Supervisors: Aran Garcia-Lekue (DIPC, Ikerbasque Reserach Professor) and Ane Sarasola (UPV/EHU)

Condensed Matter Physics

2D nanomaterials have broad applications in electronics and energy storage, but their prominence in chemical sensing and catalysis is especially notable. Among all, carbon-based materials are particularly promising due to their exceptional properties, tunability, and environmental compatibility. A comprehensive understanding of their properties remains a challenge that cannot be fully addressed through experimental techniques alone. Therefore, integrating experimental and theoretical approaches is essential. This thesis employs density functional theory (DFT) to theoretically explore the catalytic properties of selected carbon-based 2D nanomaterials. In the first place, the performance of graphene doped with tri-coordinated oxygen atoms towards a critical process in fuel cells, the oxygen reduction reaction (ORR), is investigated.
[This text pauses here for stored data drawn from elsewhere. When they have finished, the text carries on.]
use anyhow::Context;
use chrono::NaiveDate;
use tracing::{debug, info};

use crate::datetime::parse_iso_date;
use crate::error::TaskError;
use crate::storage::Storage;
use crate::task::Task;

/// Storage key holding the serialized task array.
pub const TASKS_KEY: &str = "tasks";

/// Raw add-task input, as typed by the user.
#[derive(Debug, Clone, Default)]
pub struct NewTask {
    pub name: String,
    pub date: String,
    pub color: Option<String>,
}

/// Field updates for an existing task. `color: Some(None)` clears the color.
#[derive(Debug, Clone, Default)]
pub struct TaskEdit {
    pub name: Option<String>,
    pub date: Option<String>,
    pub color: Option<Option<String>>,
}

impl TaskEdit {
    pub fn is_empty(&self) -> bool {
        self.name.is_none() && self.date.is_none() && self.color.is_none()
    }
}

/// The ordered task list and the storage it is persisted to.
///
/// Every mutation re-serializes the whole list before returning, and the
/// in-memory list only changes once storage has accepted the write.
#[derive(Debug)]
pub struct TaskStore<S: Storage> {
    storage: S,
    tasks: Vec<Task>,
}

impl<S: Storage> TaskStore<S> {
    #[tracing::instrument(skip(storage))]
    pub fn load(storage: S) -> anyhow::Result<Self> {
        let tasks = match storage.get_item(TASKS_KEY)? {
            Some(raw) if !raw.trim().is_empty() => serde_json::from_str::<Vec<Task>>(&raw)
                .with_context(|| format!("failed parsing stored {TASKS_KEY:?} array"))?,
            _ => Vec::new(),
        };
        debug!(count = tasks.len(), "loaded tasks");
        Ok(Self { storage, tasks })
    }

    pub fn tasks(&self) -> &[Task] {
        &self.tasks
    }

    pub fn get(&self, index: usize) -> Option<&Task> {
        self.tasks.get(index)
    }

    pub fn len(&self) -> usize {
        self.tasks.len()
    }

    pub fn is_empty(&self) -> bool {
        self.tasks.is_empty()
    }

    pub fn storage(&self) -> &S {
        &self.storage
    }

    #[tracing::instrument(skip(self, input), fields(name = %input.name, date = %input.date))]
    pub fn add(&mut self, input: NewTask) -> anyhow::Result<usize> {
        let name = input.name.trim();
        let date = input.date.trim();
        if name.is_empty() || date.is_empty() {
            return Err(TaskError::MissingFields.into());
        }

        let date = parse_iso_date(date)?;
        let color = normalize_color(input.color)?;
        let mut next = self.tasks.clone();
        next.push(Task::new(name.to_string(), date, color));
        let index = next.len() - 1;
        self.commit(next)?;

        info!(index, "task added");
        Ok(index)
    }

    #[tracing::instrument(skip(self))]
    pub fn delete(&mut self, index: usize) -> anyhow::Result<Task> {
        self.check_index(index)?;
        let mut next = self.tasks.clone();
        let removed = next.remove(index);
        self.commit(next)?;
        info!(index, name = %removed.name, "task deleted");
        Ok(removed)
    }

    #[tracing::instrument(skip(self))]
    pub fn toggle(&mut self, index: usize) -> anyhow::Result<bool> {
        self.check_index(index)?;
        let mut next = self.tasks.clone();
        let task = &mut next[index];
        task.completed = !task.completed;
        let completed = task.completed;
        self.commit(next)?;
        info!(index, completed, "task toggled");
        Ok(completed)
    }

    #[tracing::instrument(skip(self, edit))]
    pub fn edit(&mut self, index: usize, edit: TaskEdit) -> anyhow::Result<()> {
        self.check_index(index)?;

        let name = match edit.name {
            Some(raw) => {
                let trimmed = raw.trim();
                if trimmed.is_empty() {
                    return Err(TaskError::EmptyName.into());
                }
                Some(trimmed.to_string())
            }
            None => None,
        };
        let date: Option<NaiveDate> = edit.date.as_deref().map(parse_iso_date).transpose()?;
        let color = edit.color.map(normalize_color).transpose()?;

        let mut next = self.tasks.clone();
        let task = &mut next[index];
        if let Some(name) = name {
            task.name = name;
        }
        if let Some(date) = date {
            task.date = date;
        }
        if let Some(color) = color {
            task.color = color;
        }

        self.commit(next)?;
        info!(index, "task edited");
        Ok(())
    }

    #[tracing::instrument(skip(self))]
    pub fn clear_completed(&mut self) -> anyhow::Result<usize> {
        let before = self.tasks.len();
        let next: Vec<Task> = self
            .tasks
            .iter()
            .filter(|task| !task.completed)
            .cloned()
            .collect();
        let removed = before - next.len();
        if removed > 0 {
            self.commit(next)?;
        }
        info!(before, after = self.tasks.len(), "cleared completed tasks");
        Ok(removed)
    }

    fn check_index(&self, index: usize) -> Result<(), TaskError> {
        if index < self.tasks.len() {
            Ok(())
        } else {
            Err(TaskError::IndexOutOfRange {
                index,
                len: self.tasks.len(),
            })
        }
    }

    /// Writes `next` to storage and only then makes it the in-memory list,
    /// so a failed save leaves the store as it was.
    #[tracing::instrument(skip(self, next), fields(count = next.len()))]
    fn commit(&mut self, next: Vec<Task>) -> anyhow::Result<()> {
        let serialized = serde_json::to_string(&next)?;
        self.storage
            .set_item(TASKS_KEY, &serialized)
            .with_context(|| format!("failed to save {TASKS_KEY:?}"))?;
        self.tasks = next;
        Ok(())
    }
}

/// Blank colors mean "use the default"; anything else must parse as CSS.
fn normalize_color(raw: Option<String>) -> Result<Option<String>, TaskError> {
    let Some(raw) = raw else {
        return Ok(None);
    };
    let trimmed = raw.trim();
    if trimmed.is_empty() {
        return Ok(None);
    }
    csscolorparser::parse(trimmed).map_err(|_| TaskError::InvalidColor(trimmed.to_string()))?;
    Ok(Some(trimmed.to_string()))
}

#[cfg(test)]
mod tests {
    use super::*;
    use crate::storage::MemoryStorage;

    fn new_task(name: &str, date: &str) -> NewTask {
        NewTask {
            name: name.to_string(),
            date: date.to_string(),
            color: None,
        }
    }

    fn empty_store() -> TaskStore<MemoryStorage> {
        TaskStore::load(MemoryStorage::new()).expect("load empty store")
    }

    fn task_error(err: &anyhow::Error) -> Option<&TaskError> {
        err.downcast_ref::<TaskError>()
    }

    #[test]
    fn add_appends_at_the_end() {
        let mut store = empty_store();
        store.add(new_task("first", "2026-10-20")).expect("add");
        let idx = store.add(new_task("second", "2026-10-21")).expect("add");

        assert_eq!(idx, 1);
        assert_eq!(store.len(), 2);
        assert_eq!(store.tasks()[1].name, "second");
        assert!(!store.tasks()[1].completed);
    }

    #[test]
    fn add_requires_name_and_date() {
        let mut store = empty_store();
        for (name, date) in [("", "2026-10-20"), ("x", ""), ("   ", "  ")] {
            let err = store.add(new_task(name, date)).expect_err("must reject");
            assert_eq!(task_error(&err), Some(&TaskError::MissingFields));
            assert_eq!(
                err.to_string(),
                "Please enter both task name and deadline date."
            );
        }
        assert!(store.is_empty());
        assert_eq!(store.storage().get_item(TASKS_KEY).expect("get"), None);
    }

    #[test]
    fn add_rejects_bad_dates_and_colors() {
        let mut store = empty_store();
        let err = store.add(new_task("x", "2026-02-30")).expect_err("bad date");
        assert!(matches!(task_error(&err), Some(TaskError::InvalidDate(_))));

        let mut input = new_task("x", "2026-10-20");
        input.color = Some("not-a-color".to_string());
        let err = store.add(input).expect_err("bad color");
        assert!(matches!(task_error(&err), Some(TaskError::InvalidColor(_))));
        assert!(store.is_empty());
    }

    #[test]
    fn delete_shifts_later_indices_down() {
        let mut store = empty_store();
        for name in ["a", "b", "c", "d"] {
            store.add(new_task(name, "2026-10-20")).expect("add");
        }

        let removed = store.delete(1).expect("delete");
        assert_eq!(removed.name, "b");
        let names: Vec<_> = store.tasks().iter().map(|t| t.name.as_str()).collect();
        assert_eq!(names, vec!["a", "c", "d"]);

        let err = store.delete(3).expect_err("out of range");
        assert_eq!(
            task_error(&err),
            Some(&TaskError::IndexOutOfRange { index: 3, len: 3 })
        );
    }

    #[test]
    fn toggle_flips_completion_in_place() {
        let mut store = empty_store();
        store.add(new_task("a", "2026-10-20")).expect("add");
        assert!(store.toggle(0).expect("toggle"));
        assert!(store.tasks()[0].completed);
        assert!(!store.toggle(0).expect("toggle"));
    }

    #[test]
    fn edit_updates_only_given_fields() {
        let mut store = empty_store();
        let mut input = new_task("draft", "2026-10-20");
        input.color = Some("#00ff00".to_string());
        store.add(input).expect("add");

        store
            .edit(
                0,
                TaskEdit {
                    date: Some("2026-11-02".to_string()),
                    ..TaskEdit::default()
                },
            )
            .expect("edit date");
        let task = &store.tasks()[0];
        assert_eq!(task.name, "draft");
        assert_eq!(task.date, parse_iso_date("2026-11-02").expect("date"));
        assert_eq!(task.color.as_deref(), Some("#00ff00"));

        store
            .edit(
                0,
                TaskEdit {
                    name: Some("final".to_string()),
                    color: Some(None),
                    ..TaskEdit::default()
                },
            )
            .expect("edit name and clear color");
        assert_eq!(store.tasks()[0].name, "final");
        assert_eq!(store.tasks()[0].color, None);

        let err = store
            .edit(
                0,
                TaskEdit {
                    name: Some(" ".to_string()),
                    ..TaskEdit::default()
                },
            )
            .expect_err("empty name");
        assert_eq!(task_error(&err), Some(&TaskError::EmptyName));
    }

    #[test]
    fn clear_completed_keeps_open_tasks_in_order() {
        let mut store = empty_store();
        for name in ["a", "b", "c"] {
            store.add(new_task(name, "2026-10-20")).expect("add");
        }
        store.toggle(0).expect("toggle");
        store.toggle(2).expect("toggle");

        assert_eq!(store.clear_completed().expect("clear"), 2);
        let names: Vec<_> = store.tasks().iter().map(|t| t.name.as_str()).collect();
        assert_eq!(names, vec!["b"]);
    }

    /// Accepts a fixed number of writes, then refuses every later one.
    #[derive(Debug, Default)]
    struct ReadOnlyAfter {
        inner: MemoryStorage,
        writes_left: usize,
    }

    impl Storage for ReadOnlyAfter {
        fn get_item(&self, key: &str) -> anyhow::Result<Option<String>> {
            self.inner.get_item(key)
        }

        fn set_item(&mut self, key: &str, value: &str) -> anyhow::Result<()> {
            if self.writes_left == 0 {
                anyhow::bail!("disk full");
            }
            self.writes_left -= 1;
            self.inner.set_item(key, value)
        }

        fn remove_item(&mut self, key: &str) -> anyhow::Result<()> {
            self.inner.remove_item(key)
        }
    }

    #[test]
    fn failed_save_leaves_tasks_untouched() {
        let storage = ReadOnlyAfter {
            writes_left: 2,
            ..ReadOnlyAfter::default()
        };
        let mut store = TaskStore::load(storage).expect("load");
        store.add(new_task("a", "2026-10-20")).expect("add");
        store.add(new_task("b", "2026-10-21")).expect("add");
        let saved = store.tasks().to_vec();

        let err = store.add(new_task("c", "2026-10-22")).expect_err("write refused");
        assert!(format!("{err:#}").contains("disk full"));
        assert!(store.delete(0).is_err());
        assert!(store.toggle(1).is_err());
        assert!(
            store
                .edit(
                    0,
                    TaskEdit {
                        name: Some("renamed".to_string()),
                        ..TaskEdit::default()
                    },
                )
                .is_err()
        );

        assert_eq!(store.tasks(), saved.as_slice());
        let stored = store
            .storage()
            .get_item(TASKS_KEY)
            .expect("get")
            .expect("stored array");
        assert_eq!(stored, serde_json::to_string(&saved).expect("serialize"));
    }

    #[test]
    fn every_mutation_is_persisted() {
        let mut store = empty_store();
        store.add(new_task("a", "2026-10-20")).expect("add");
        store.toggle(0).expect("toggle");

        let raw = store
            .storage()
            .get_item(TASKS_KEY)
            .expect("get")
            .expect("stored array");
        assert_eq!(raw, r#"[{"name":"a","date":"2026-10-20","completed":true}]"#);
    }
}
Next, we propose an alternative doping strategy aimed at achieving identical and homogeneously distributed doping sites. In particular, we consider using nanoporous graphene as a template and filling its pores with s-triazine or borazine, thus yielding graphene doped with N and B atoms. DFT calculations reveal that these doped membranes significantly enhance the CO2 reduction reaction (CO2RR), demonstrating superior catalytic performance than pristine graphene. Finally, scanning tunneling microscopy (STM) and DFT simulations are combined are used to analyze the self-assembly of one molecule, 4,7-dibromobenzo[c]-1,2,5-thiadiazole (2Br-BTD), into two networks on the Au(111) surface. This study highlights the role of electrostatic interactions in stabilizing non-covalent molecular assemblies on surfaces, emphasizing their synergistic effects. This is particularly relevant to this thesis, as non-covalent bonds demonstrate high responsiveness to external stimuli, enabling potential catalytic or sensing applications. Thus, by integrating theoretical modeling with experimental insights, this thesis advances the understanding of 2D carbon-based nanomaterials for catalytic and sensing applications. The findings will contribute to the rational design of next-generation materials with enhanced performance in sustainable energy and nanotechnology.